#### [Input data]
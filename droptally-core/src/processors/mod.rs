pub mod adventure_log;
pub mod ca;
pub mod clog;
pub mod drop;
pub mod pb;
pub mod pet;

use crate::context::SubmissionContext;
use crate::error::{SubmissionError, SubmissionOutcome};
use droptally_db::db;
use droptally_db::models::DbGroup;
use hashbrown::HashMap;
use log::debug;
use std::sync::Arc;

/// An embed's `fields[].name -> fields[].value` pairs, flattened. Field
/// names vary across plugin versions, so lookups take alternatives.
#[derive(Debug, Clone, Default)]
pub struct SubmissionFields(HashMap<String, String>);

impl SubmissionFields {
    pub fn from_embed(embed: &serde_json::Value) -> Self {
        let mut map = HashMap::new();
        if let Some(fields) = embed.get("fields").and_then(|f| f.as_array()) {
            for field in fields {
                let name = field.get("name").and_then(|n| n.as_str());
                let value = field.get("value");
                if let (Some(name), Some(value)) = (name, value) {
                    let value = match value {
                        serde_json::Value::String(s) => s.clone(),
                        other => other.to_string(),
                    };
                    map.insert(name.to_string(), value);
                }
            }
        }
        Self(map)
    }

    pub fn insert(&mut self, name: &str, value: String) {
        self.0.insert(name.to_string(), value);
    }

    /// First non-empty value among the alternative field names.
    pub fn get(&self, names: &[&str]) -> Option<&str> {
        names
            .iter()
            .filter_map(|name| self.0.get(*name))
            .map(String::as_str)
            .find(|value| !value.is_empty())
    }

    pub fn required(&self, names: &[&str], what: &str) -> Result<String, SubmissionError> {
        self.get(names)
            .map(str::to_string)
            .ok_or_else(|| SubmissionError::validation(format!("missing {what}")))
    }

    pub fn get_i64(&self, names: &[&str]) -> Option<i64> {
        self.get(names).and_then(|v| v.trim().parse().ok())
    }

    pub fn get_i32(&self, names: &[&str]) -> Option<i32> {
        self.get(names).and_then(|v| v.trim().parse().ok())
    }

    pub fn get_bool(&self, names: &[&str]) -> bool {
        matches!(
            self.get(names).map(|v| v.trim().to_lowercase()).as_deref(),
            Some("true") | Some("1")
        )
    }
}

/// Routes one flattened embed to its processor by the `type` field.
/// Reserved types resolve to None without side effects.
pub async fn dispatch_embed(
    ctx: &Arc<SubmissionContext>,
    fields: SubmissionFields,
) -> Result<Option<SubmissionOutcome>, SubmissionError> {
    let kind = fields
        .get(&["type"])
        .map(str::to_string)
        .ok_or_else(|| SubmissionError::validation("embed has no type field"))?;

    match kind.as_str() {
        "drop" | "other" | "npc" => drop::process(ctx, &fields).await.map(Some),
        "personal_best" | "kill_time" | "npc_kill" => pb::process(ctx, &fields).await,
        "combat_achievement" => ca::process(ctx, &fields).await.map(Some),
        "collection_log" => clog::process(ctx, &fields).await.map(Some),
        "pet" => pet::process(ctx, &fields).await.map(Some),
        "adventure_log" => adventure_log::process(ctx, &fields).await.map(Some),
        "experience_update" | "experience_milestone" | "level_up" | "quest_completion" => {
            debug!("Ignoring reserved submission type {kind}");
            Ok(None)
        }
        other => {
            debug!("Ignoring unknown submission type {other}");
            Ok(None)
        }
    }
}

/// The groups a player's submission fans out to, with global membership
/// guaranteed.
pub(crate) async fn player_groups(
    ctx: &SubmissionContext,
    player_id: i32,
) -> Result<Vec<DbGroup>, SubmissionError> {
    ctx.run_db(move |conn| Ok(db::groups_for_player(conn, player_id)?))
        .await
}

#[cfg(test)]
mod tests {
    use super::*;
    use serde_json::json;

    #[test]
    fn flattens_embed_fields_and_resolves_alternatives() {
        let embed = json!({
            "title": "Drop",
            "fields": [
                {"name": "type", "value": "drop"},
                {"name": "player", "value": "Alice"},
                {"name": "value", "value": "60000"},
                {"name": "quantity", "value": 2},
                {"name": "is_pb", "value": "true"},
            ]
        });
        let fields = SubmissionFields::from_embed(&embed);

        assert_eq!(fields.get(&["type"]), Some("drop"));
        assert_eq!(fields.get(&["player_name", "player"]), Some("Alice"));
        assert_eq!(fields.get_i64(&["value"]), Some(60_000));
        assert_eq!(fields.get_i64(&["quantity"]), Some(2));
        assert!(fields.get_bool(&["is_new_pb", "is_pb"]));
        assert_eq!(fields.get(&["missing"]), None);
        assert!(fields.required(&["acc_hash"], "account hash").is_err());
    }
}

#### [Task item]
Report the lines above that contain "async".

#### [Answer]
pub async fn dispatch_embed(
pub(crate) async fn player_groups(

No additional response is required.